While preferred embodiments of the present invention have been described, additional variations and modifications in those embodiments may occur to those skilled in the art once they learn of the basic inventive concepts. It is therefore intended that the following claims be interpreted as including the preferred embodiments and all such alterations and modifications as fall within the scope of the invention.

It will be apparent to those skilled in the art that various modifications and variations can be made to the present invention without departing from the spirit or scope of the invention. Thus, it is intended that the present invention also include such modifications and alterations insofar as they come within the scope of the appended claims or the equivalents thereof.

Claims

1. A method for preparing a high sensitivity assay kit for troponin I in a sample of human whole blood, comprising:

the enzyme cross-linking agent 1 is glutaraldehyde solution, and the enzyme cross-linking agent 2 is amino acid solution;

the amino acid is lysine or arginine;

The concentration of glutaraldehyde solution is 0.5-2% glutaraldehyde, the concentration of amino acid solution is 2% -5%, and the molar ratio of alkaline phosphatase to glutaraldehyde is 1: (1-5), the molar ratio of alkaline phosphatase to amino acid is 1: (1-10); the molar ratio of alkaline phosphatase to troponin I sheep polyclonal antibody is 1: (0.1 to 0.5);

preparing a reagent R2 solution according to a reagent R2 formula, wherein the reagent R2 formula is as follows:

tris:20-50 mmol/L; PVP10000:0.2% -0.5%; saponins: 1% -2%; trehalose: 2% -3%; proclin300:0.05%; pH:7.0-7.5;

filtering the solution of the reagent R2 with a microporous filter membrane of 0.22 mu m after the preparation of the solution of the reagent R2 is finished, obtaining the reagent R2, and preserving the reagent R2 at the temperature of 2-8 ℃;

the mass ratio of the magnetic microsphere to the mouse anti-human troponin I monoclonal antibody is as follows: 1, (0.05-0.2), before coating the mouse anti-human troponin I monoclonal antibody, the magnetic microsphere is activated by adopting a magnetic microsphere activator 1 and a magnetic microsphere activator 2, wherein the magnetic microsphere activator 1 is NHS of 20mg/mL, the magnetic microsphere activator 2 is EDC of 20mg/mL, and the mass ratio of the magnetic microsphere to the NHS is 1: (2-15), the mass ratio of the magnetic microsphere to EDC is 1 (1-10).
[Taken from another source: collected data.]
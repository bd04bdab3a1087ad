//! Process configuration.
//!
//! Loaded from environment variables first, then a `config.toml` default
//! file in the data directory (via the `toml` crate). Validated once at
//! startup: an invalid or missing required value is a fatal config error.

use std::path::{Path, PathBuf};

use serde::{Deserialize, Serialize};

use crate::errors::{CoreError, CoreResult};

/// Which duplicate-detection scope content_hash collisions are checked
/// against (§9 open question: repo hashes globally but never documents
/// tenancy — made an explicit configuration choice here).
#[derive(Debug, Clone, Copy, PartialEq, Eq, Serialize, Deserialize)]
#[serde(rename_all = "snake_case")]
pub enum DuplicateScope {
    Global,
    PerUpload,
    PerTenant,
}

impl Default for DuplicateScope {
    fn default() -> Self {
        DuplicateScope::Global
    }
}

#[derive(Debug, Clone, Copy, PartialEq, Eq, Serialize, Deserialize)]
#[serde(rename_all = "snake_case")]
pub enum RetrievalMethod {
    Semantic,
    Keyword,
    Hybrid,
}

impl Default for RetrievalMethod {
    fn default() -> Self {
        RetrievalMethod::Hybrid
    }
}

/// Hybrid fusion strategy. RRF is the default; a min-max-normalized
/// weighted sum is kept as a documented alternative behind this flag.
#[derive(Debug, Clone, Copy, PartialEq, Eq, Serialize, Deserialize)]
#[serde(rename_all = "snake_case")]
pub enum FusionStrategy {
    Rrf,
    ConvexCombination,
}

impl Default for FusionStrategy {
    fn default() -> Self {
        FusionStrategy::Rrf
    }
}

#[derive(Debug, Clone, Copy, PartialEq, Eq, Serialize, Deserialize)]
#[serde(rename_all = "snake_case")]
pub enum EmbeddingProviderKind {
    Local,
    Http,
}

#[derive(Debug, Clone, Copy, PartialEq, Eq, Serialize, Deserialize)]
#[serde(rename_all = "snake_case")]
pub enum LlmProviderKind {
    Http,
    Fake,
}

#[derive(Debug, Clone, Serialize, Deserialize)]
pub struct Config {
    // Limits (§6)
    pub max_docs_per_batch: usize,
    pub max_file_bytes: u64,
    pub max_pages: usize,
    pub max_chunk_tokens: usize,
    pub min_chunk_tokens: usize,
    pub overlap_tokens: usize,
    pub max_context_tokens: usize,

    // Retrieval
    pub top_k: usize,
    pub mmr_lambda: f32,
    pub retrieval_method: RetrievalMethod,
    pub rrf_k: u32,
    pub bm25_k1: f32,
    pub bm25_b: f32,
    pub fusion_strategy: FusionStrategy,

    // Providers
    pub embedding_provider: EmbeddingProviderKind,
    pub llm_provider: LlmProviderKind,
    pub embedding_model_name: String,
    pub llm_model_name: String,
    pub embedding_api_key: Option<String>,
    pub llm_api_key: Option<String>,
    pub embedding_endpoint: Option<String>,
    pub llm_endpoint: Option<String>,
    pub vector_dimension: usize,
    pub vector_metric: String,

    // Concurrency / retry
    pub ingest_concurrency: usize,
    pub index_concurrency: usize,
    pub embed_batch_size: usize,
    pub upsert_batch_size: usize,
    pub embed_retry_max: u32,
    pub embed_retry_delay_ms: u64,
    pub llm_timeout_seconds: u64,

    // Ambient: data directory and duplicate scope, not part of spec §6's
    // table but required to stand the process up.
    pub data_dir: PathBuf,
    pub duplicate_scope: DuplicateScope,
    pub tokenizer_name: String,
}

impl Default for Config {
    fn default() -> Self {
        Config {
            max_docs_per_batch: 20,
            max_file_bytes: 50 * 1024 * 1024,
            max_pages: 1000,
            max_chunk_tokens: 1000,
            min_chunk_tokens: 100,
            overlap_tokens: 150,
            max_context_tokens: 6000,

            top_k: 10,
            mmr_lambda: 0.5,
            retrieval_method: RetrievalMethod::Hybrid,
            rrf_k: 60,
            bm25_k1: 1.2,
            bm25_b: 0.75,
            fusion_strategy: FusionStrategy::Rrf,

            embedding_provider: EmbeddingProviderKind::Local,
            llm_provider: LlmProviderKind::Http,
            embedding_model_name: "sentence-transformers/all-MiniLM-L6-v2".to_string(),
            llm_model_name: "gpt-4o-mini".to_string(),
            embedding_api_key: None,
            llm_api_key: None,
            embedding_endpoint: None,
            llm_endpoint: None,
            vector_dimension: 384,
            vector_metric: "cosine".to_string(),

            ingest_concurrency: 5,
            index_concurrency: 4,
            embed_batch_size: 32,
            upsert_batch_size: 100,
            embed_retry_max: 3,
            embed_retry_delay_ms: 500,
            llm_timeout_seconds: 30,

            data_dir: PathBuf::from("./data"),
            duplicate_scope: DuplicateScope::Global,
            tokenizer_name: "bert-base-uncased".to_string(),
        }
    }
}

fn env_usize(name: &str, default: usize) -> CoreResult<usize> {
    match std::env::var(name) {
        Ok(v) => v
            .parse()
            .map_err(|_| CoreError::internal(anyhow::anyhow!("{name} must be an integer, got {v:?}"))),
        Err(_) => Ok(default),
    }
}

fn env_u64(name: &str, default: u64) -> CoreResult<u64> {
    match std::env::var(name) {
        Ok(v) => v
            .parse()
            .map_err(|_| CoreError::internal(anyhow::anyhow!("{name} must be an integer, got {v:?}"))),
        Err(_) => Ok(default),
    }
}

fn env_u32(name: &str, default: u32) -> CoreResult<u32> {
    match std::env::var(name) {
        Ok(v) => v
            .parse()
            .map_err(|_| CoreError::internal(anyhow::anyhow!("{name} must be an integer, got {v:?}"))),
        Err(_) => Ok(default),
    }
}

fn env_f32(name: &str, default: f32) -> CoreResult<f32> {
    match std::env::var(name) {
        Ok(v) => v
            .parse()
            .map_err(|_| CoreError::internal(anyhow::anyhow!("{name} must be a float, got {v:?}"))),
        Err(_) => Ok(default),
    }
}

fn env_string(name: &str, default: &str) -> String {
    std::env::var(name).unwrap_or_else(|_| default.to_string())
}

impl Config {
    pub fn path(data_dir: &Path) -> PathBuf {
        data_dir.join("config.toml")
    }

    pub fn exists(data_dir: &Path) -> bool {
        Self::path(data_dir).exists()
    }

    /// Load from `config.toml` in `data_dir` if present, then overlay any
    /// environment variables named in §6. Environment wins over the file,
    /// matching the precedence documented in SPEC_FULL.md's ambient config
    /// section.
    pub fn load(data_dir: &Path) -> CoreResult<Self> {
        let mut cfg = if Self::exists(data_dir) {
            let raw = std::fs::read_to_string(Self::path(data_dir))?;
            toml::from_str(&raw).map_err(|e| CoreError::internal(anyhow::anyhow!(e)))?
        } else {
            Config::default()
        };
        cfg.data_dir = data_dir.to_path_buf();
        cfg.apply_env()?;
        cfg.validate()?;
        Ok(cfg)
    }

    fn apply_env(&mut self) -> CoreResult<()> {
        self.max_docs_per_batch = env_usize("MaxDocsPerBatch", self.max_docs_per_batch)?;
        self.max_file_bytes = env_u64("MaxFileBytes", self.max_file_bytes)?;
        self.max_pages = env_usize("MaxPages", self.max_pages)?;
        self.max_chunk_tokens = env_usize("MaxChunkTokens", self.max_chunk_tokens)?;
        self.min_chunk_tokens = env_usize("MinChunkTokens", self.min_chunk_tokens)?;
        self.overlap_tokens = env_usize("OverlapTokens", self.overlap_tokens)?;
        self.max_context_tokens = env_usize("MaxContextTokens", self.max_context_tokens)?;

        self.top_k = env_usize("TopK", self.top_k)?;
        self.mmr_lambda = env_f32("MMRLambda", self.mmr_lambda)?;
        self.rrf_k = env_u32("RRFk", self.rrf_k)?;
        self.bm25_k1 = env_f32("BM25k1", self.bm25_k1)?;
        self.bm25_b = env_f32("BM25b", self.bm25_b)?;

        self.embedding_model_name = env_string("EmbeddingModelName", &self.embedding_model_name);
        self.llm_model_name = env_string("LLMModelName", &self.llm_model_name);
        if let Ok(key) = std::env::var("EmbeddingApiKey") {
            self.embedding_api_key = Some(key);
        }
        if let Ok(key) = std::env::var("LLMApiKey") {
            self.llm_api_key = Some(key);
        }
        if let Ok(url) = std::env::var("EmbeddingEndpoint") {
            self.embedding_endpoint = Some(url);
        }
        if let Ok(url) = std::env::var("LLMEndpoint") {
            self.llm_endpoint = Some(url);
        }
        self.vector_dimension = env_usize("VectorDimension", self.vector_dimension)?;

        self.ingest_concurrency = env_usize("IngestConcurrency", self.ingest_concurrency)?;
        self.index_concurrency = env_usize("IndexConcurrency", self.index_concurrency)?;
        self.embed_batch_size = env_usize("EmbedBatchSize", self.embed_batch_size)?;
        self.upsert_batch_size = env_usize("UpsertBatchSize", self.upsert_batch_size)?;
        self.embed_retry_max = env_u32("EmbedRetryMax", self.embed_retry_max)?;
        self.embed_retry_delay_ms = env_u64("EmbedRetryDelay", self.embed_retry_delay_ms)?;
        self.llm_timeout_seconds = env_u64("LLMTimeoutSeconds", self.llm_timeout_seconds)?;

        if let Ok(v) = std::env::var("RetrievalMethod") {
            self.retrieval_method = match v.as_str() {
                "semantic" => RetrievalMethod::Semantic,
                "keyword" => RetrievalMethod::Keyword,
                "hybrid" => RetrievalMethod::Hybrid,
                other => {
                    return Err(CoreError::internal(anyhow::anyhow!(
                        "invalid RetrievalMethod: {other}"
                    )))
                }
            };
        }
        if let Ok(v) = std::env::var("EmbeddingProvider") {
            self.embedding_provider = match v.as_str() {
                "local" => EmbeddingProviderKind::Local,
                "http" => EmbeddingProviderKind::Http,
                other => {
                    return Err(CoreError::internal(anyhow::anyhow!(
                        "invalid EmbeddingProvider: {other}"
                    )))
                }
            };
        }
        if let Ok(v) = std::env::var("LLMProvider") {
            self.llm_provider = match v.as_str() {
                "http" => LlmProviderKind::Http,
                "fake" => LlmProviderKind::Fake,
                other => {
                    return Err(CoreError::internal(anyhow::anyhow!("invalid LLMProvider: {other}")))
                }
            };
        }
        Ok(())
    }

    fn validate(&self) -> CoreResult<()> {
        if self.min_chunk_tokens == 0 || self.min_chunk_tokens > self.max_chunk_tokens {
            return Err(CoreError::internal(anyhow::anyhow!(
                "MinChunkTokens must be > 0 and <= MaxChunkTokens"
            )));
        }
        if self.overlap_tokens >= self.max_chunk_tokens {
            return Err(CoreError::internal(anyhow::anyhow!(
                "OverlapTokens must be < MaxChunkTokens"
            )));
        }
        if self.max_docs_per_batch == 0 {
            return Err(CoreError::internal(anyhow::anyhow!(
                "MaxDocsPerBatch must be > 0"
            )));
        }
        Ok(())
    }

    pub fn save(&self, data_dir: &Path) -> CoreResult<()> {
        std::fs::create_dir_all(data_dir)?;
        let raw = toml::to_string_pretty(self).map_err(|e| CoreError::internal(anyhow::anyhow!(e)))?;
        std::fs::write(Self::path(data_dir), raw)?;
        Ok(())
    }

    pub fn upload_storage_dir(&self, upload_id: &str) -> PathBuf {
        self.data_dir.join("uploads").join(upload_id)
    }

    pub fn sqlite_path(&self) -> PathBuf {
        self.data_dir.join("metadata.sqlite3")
    }

    pub fn lance_dir(&self) -> PathBuf {
        self.data_dir.join("vectors")
    }

    pub fn tantivy_dir(&self) -> PathBuf {
        self.data_dir.join("bm25")
    }
}

#[cfg(test)]
mod tests {
    use super::*;

    #[test]
    fn defaults_match_spec_values() {
        let cfg = Config::default();
        assert_eq!(cfg.max_docs_per_batch, 20);
        assert_eq!(cfg.max_file_bytes, 50 * 1024 * 1024);
        assert_eq!(cfg.max_pages, 1000);
        assert_eq!(cfg.min_chunk_tokens, 100);
        assert_eq!(cfg.max_chunk_tokens, 1000);
        assert_eq!(cfg.overlap_tokens, 150);
        assert_eq!(cfg.rrf_k, 60);
        assert_eq!(cfg.bm25_k1, 1.2);
        assert_eq!(cfg.bm25_b, 0.75);
    }

    #[test]
    fn validate_rejects_inverted_chunk_bounds() {
        let mut cfg = Config::default();
        cfg.min_chunk_tokens = 2000;
        assert!(cfg.validate().is_err());
    }

    #[test]
    fn load_without_file_falls_back_to_defaults() {
        let dir = tempfile::tempdir().unwrap();
        let cfg = Config::load(dir.path()).unwrap();
        assert_eq!(cfg.top_k, 10);
        assert_eq!(cfg.data_dir, dir.path());
    }
}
2. The method for preparing the high-sensitivity assay kit for troponin I in human whole blood samples according to claim 1, wherein the activation process of the magnetic microspheres is carried out in a magnetic microsphere activation buffer solution, the magnetic microspheres are washed before and after activation, the activated and washed magnetic microspheres are resuspended by adopting a magnetic microsphere coating buffer solution, the magnetic microspheres are coated with a mouse anti-human troponin I monoclonal antibody and then are sealed by adopting a magnetic microsphere sealing solution, and the supernatant is removed and then the magnetic microspheres are stored in a magnetic microsphere storage solution, so that the reagent M is obtained.

3. The method for preparing a kit for assaying troponin I in a human whole blood sample according to claim 2, wherein the magnetic microsphere activation buffer is 20-100mmol/L of 2- (N-morpholin) ethanesulfonic acid buffer having a pH of 4.5-6.5;

4. The method for preparing the kit for the high sensitivity measurement of troponin I in human whole blood according to claim 1, wherein the specific process of sequentially reacting alkaline phosphatase with enzyme cross-linking agent 1 and enzyme cross-linking agent 2 comprises the following steps:

5. The method for preparing a kit for assaying troponin I in a sample of human whole blood according to claim 4, wherein the enzyme-labeled buffer is 5 to 50mmol/LPBS buffer and the pH is 6.0 to 7.5;

the enzyme blocking agent is 1% -5% bovine serum albumin;

6. A kit for the high sensitivity measurement of troponin I in a sample of human whole blood, comprising a reagent M, a reagent R1 and a reagent R2, wherein the reagent M, the reagent R1 and the reagent R2 are prepared by a method for preparing a kit for the high sensitivity measurement of troponin I in a sample of human whole blood according to any one of claims 1 to 5.